### Assigned task
Use the entries below to count the lines that hold the word "observability"; answer with the number only.

### Available data
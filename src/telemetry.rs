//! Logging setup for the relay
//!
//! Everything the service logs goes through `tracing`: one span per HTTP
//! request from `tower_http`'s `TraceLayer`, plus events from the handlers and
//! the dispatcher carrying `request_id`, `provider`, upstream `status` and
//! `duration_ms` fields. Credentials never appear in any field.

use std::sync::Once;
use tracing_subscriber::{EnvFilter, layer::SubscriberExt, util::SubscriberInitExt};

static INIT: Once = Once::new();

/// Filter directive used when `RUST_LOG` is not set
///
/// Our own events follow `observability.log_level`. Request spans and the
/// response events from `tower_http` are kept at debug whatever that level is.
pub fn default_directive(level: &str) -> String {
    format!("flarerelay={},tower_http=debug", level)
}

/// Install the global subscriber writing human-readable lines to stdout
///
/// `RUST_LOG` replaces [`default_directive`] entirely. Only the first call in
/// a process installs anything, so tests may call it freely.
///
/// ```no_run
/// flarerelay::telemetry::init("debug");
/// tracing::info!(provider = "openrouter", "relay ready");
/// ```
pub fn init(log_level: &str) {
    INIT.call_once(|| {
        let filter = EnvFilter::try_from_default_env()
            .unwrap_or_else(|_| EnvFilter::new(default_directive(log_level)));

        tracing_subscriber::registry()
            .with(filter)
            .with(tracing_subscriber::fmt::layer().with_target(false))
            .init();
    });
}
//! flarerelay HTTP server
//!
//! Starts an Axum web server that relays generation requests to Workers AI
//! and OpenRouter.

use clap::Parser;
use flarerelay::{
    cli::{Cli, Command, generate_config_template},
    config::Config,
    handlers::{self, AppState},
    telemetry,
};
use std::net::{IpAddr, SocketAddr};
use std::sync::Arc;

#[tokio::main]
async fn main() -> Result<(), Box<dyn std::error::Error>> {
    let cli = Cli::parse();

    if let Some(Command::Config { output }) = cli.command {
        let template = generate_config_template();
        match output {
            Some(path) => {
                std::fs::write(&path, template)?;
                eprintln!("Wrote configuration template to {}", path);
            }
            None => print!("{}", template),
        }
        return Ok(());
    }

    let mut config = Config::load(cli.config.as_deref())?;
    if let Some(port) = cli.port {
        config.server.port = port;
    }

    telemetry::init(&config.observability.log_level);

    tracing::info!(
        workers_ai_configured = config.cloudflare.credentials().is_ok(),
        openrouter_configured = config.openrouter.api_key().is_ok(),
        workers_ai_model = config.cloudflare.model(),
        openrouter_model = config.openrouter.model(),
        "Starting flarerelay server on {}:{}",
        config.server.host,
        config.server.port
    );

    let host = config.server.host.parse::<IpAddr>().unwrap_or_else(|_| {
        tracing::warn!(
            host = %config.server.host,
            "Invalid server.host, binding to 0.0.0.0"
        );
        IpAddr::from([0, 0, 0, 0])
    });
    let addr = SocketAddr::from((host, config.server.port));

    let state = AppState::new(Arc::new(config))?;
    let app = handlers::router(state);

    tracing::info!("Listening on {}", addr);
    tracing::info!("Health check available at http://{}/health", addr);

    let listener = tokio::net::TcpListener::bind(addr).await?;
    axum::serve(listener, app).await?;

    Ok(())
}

==

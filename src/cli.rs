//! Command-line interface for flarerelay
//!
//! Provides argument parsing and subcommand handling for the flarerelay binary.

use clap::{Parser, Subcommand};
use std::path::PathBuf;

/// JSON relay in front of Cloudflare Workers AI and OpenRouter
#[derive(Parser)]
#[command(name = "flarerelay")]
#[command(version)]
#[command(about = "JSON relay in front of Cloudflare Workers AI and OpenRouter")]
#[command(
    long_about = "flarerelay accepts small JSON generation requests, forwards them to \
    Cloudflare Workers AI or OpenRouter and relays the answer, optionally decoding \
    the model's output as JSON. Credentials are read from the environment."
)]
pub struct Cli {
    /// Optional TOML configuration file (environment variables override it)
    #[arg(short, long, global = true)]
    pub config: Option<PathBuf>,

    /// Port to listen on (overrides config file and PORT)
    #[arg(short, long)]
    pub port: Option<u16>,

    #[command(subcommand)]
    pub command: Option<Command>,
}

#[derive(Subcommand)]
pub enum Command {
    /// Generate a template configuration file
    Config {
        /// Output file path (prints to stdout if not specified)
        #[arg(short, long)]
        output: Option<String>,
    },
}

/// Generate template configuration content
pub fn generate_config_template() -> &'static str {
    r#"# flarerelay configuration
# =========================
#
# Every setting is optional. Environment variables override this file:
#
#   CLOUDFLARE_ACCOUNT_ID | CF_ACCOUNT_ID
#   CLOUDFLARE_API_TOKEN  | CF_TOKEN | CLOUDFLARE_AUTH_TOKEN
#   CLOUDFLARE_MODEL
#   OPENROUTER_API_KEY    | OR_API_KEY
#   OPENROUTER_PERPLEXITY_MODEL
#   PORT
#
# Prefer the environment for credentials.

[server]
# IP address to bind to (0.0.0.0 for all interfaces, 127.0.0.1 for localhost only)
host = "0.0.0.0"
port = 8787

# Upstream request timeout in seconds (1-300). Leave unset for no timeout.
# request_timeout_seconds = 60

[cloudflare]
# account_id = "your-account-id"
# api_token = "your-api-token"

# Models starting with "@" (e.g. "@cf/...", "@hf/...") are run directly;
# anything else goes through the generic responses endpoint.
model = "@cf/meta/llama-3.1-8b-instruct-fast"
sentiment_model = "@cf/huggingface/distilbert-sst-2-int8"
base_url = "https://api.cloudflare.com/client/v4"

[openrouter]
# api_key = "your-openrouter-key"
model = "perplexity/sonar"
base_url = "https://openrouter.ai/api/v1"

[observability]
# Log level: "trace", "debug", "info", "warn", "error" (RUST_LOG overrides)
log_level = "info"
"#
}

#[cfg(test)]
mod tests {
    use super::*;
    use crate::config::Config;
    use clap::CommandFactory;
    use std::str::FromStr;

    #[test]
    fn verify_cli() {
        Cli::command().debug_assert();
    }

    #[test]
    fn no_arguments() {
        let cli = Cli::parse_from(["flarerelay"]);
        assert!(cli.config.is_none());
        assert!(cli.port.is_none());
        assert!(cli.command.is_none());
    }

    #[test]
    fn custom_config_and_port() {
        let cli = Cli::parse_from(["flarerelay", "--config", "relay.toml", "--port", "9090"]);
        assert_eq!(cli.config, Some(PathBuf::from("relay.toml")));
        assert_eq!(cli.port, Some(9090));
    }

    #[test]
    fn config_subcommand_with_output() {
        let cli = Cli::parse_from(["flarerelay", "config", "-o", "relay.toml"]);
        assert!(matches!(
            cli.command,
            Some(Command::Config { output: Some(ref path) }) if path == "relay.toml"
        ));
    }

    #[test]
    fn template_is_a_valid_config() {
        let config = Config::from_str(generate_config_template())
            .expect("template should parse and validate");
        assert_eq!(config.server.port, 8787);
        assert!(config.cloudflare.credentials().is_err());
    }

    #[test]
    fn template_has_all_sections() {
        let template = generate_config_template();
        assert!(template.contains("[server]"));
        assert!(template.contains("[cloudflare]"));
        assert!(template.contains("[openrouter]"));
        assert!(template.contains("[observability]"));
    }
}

==

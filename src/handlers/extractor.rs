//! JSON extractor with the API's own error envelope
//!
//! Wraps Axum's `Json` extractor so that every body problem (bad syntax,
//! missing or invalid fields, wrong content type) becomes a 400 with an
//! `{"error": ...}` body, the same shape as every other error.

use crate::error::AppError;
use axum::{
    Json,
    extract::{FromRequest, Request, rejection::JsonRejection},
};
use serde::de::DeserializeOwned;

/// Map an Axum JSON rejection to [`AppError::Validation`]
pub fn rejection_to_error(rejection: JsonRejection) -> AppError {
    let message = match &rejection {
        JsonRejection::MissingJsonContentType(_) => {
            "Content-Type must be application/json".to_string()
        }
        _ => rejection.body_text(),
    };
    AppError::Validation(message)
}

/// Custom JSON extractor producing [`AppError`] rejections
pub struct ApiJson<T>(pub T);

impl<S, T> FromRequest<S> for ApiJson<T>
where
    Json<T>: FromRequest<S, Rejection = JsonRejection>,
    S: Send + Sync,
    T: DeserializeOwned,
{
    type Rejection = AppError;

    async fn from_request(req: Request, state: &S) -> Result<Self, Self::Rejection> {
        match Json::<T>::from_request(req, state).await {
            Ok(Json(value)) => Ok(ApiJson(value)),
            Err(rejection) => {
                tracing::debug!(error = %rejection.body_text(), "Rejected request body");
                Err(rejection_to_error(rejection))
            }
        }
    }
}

### Solution to this problem
4